| Exercise brief |
Look below for the line containing "filename crates/core/src/analytics/range.rs"; from there through the line containing "and summary figures.", both lines included, please set down each line exactly and nothing else.

| Information shown |
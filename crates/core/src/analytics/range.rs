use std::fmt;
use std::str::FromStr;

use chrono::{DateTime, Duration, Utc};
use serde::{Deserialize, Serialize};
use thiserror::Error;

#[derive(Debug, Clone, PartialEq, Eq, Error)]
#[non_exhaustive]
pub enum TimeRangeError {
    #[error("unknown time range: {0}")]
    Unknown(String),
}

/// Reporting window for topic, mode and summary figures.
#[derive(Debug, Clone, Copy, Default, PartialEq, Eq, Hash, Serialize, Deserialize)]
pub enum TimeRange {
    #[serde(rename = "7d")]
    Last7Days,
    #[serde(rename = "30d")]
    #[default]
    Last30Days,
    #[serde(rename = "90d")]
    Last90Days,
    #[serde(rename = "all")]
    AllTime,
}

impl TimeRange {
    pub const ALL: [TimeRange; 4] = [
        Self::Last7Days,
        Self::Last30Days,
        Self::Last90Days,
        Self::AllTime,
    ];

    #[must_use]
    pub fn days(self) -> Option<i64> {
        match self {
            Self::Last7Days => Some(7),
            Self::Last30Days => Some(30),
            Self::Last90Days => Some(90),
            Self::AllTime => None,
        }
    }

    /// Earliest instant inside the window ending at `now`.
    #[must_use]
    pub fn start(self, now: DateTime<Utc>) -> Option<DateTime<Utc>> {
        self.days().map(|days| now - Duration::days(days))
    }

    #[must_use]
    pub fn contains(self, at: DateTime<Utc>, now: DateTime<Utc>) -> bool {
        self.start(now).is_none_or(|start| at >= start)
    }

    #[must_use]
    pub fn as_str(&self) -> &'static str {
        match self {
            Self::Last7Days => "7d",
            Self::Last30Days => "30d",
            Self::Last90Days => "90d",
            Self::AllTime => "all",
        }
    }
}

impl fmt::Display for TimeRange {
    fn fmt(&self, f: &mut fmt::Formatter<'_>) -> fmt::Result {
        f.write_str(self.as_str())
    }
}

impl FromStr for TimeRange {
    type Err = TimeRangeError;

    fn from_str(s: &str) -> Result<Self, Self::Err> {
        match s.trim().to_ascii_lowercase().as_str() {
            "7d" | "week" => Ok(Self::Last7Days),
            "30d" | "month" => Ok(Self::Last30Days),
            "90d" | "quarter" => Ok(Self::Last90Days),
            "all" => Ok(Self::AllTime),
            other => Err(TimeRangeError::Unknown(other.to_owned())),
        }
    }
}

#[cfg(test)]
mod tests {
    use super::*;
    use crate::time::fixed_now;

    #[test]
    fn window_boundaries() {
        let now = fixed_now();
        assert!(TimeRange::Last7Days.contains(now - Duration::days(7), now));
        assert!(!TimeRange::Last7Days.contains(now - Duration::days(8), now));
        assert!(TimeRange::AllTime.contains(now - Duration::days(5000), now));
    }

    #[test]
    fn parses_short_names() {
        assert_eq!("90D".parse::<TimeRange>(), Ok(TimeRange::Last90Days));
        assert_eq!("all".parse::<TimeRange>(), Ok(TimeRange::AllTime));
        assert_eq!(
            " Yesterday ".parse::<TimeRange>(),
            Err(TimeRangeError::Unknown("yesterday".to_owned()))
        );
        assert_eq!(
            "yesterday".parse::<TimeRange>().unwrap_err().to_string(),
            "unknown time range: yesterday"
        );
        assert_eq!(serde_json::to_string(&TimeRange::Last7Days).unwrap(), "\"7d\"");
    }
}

---

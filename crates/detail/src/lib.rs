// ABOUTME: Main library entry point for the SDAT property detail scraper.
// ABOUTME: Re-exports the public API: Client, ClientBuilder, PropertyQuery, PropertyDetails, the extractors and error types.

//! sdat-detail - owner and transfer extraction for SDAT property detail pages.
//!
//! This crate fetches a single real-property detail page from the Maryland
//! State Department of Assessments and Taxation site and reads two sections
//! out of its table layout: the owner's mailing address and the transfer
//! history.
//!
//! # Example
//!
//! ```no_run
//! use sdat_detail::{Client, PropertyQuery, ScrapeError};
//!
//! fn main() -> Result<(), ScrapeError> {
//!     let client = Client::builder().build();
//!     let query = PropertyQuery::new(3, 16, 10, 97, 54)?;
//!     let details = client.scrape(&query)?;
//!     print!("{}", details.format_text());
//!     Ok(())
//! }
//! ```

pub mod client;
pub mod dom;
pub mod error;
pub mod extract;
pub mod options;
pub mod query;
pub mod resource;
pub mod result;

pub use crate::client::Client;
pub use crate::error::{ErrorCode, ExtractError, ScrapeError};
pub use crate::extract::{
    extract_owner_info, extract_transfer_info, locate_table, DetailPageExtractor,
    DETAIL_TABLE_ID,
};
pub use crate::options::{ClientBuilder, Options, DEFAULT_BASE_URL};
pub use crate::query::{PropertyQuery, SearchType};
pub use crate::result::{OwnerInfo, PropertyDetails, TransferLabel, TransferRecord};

| Output below |
filename crates/core/src/analytics/range.rs
use std::fmt;
use std::str::FromStr;

use chrono::{DateTime, Duration, Utc};
use serde::{Deserialize, Serialize};
use thiserror::Error;

#[derive(Debug, Clone, PartialEq, Eq, Error)]
#[non_exhaustive]
pub enum TimeRangeError {
    #[error("unknown time range: {0}")]
    Unknown(String),
}

/// Reporting window for topic, mode and summary figures.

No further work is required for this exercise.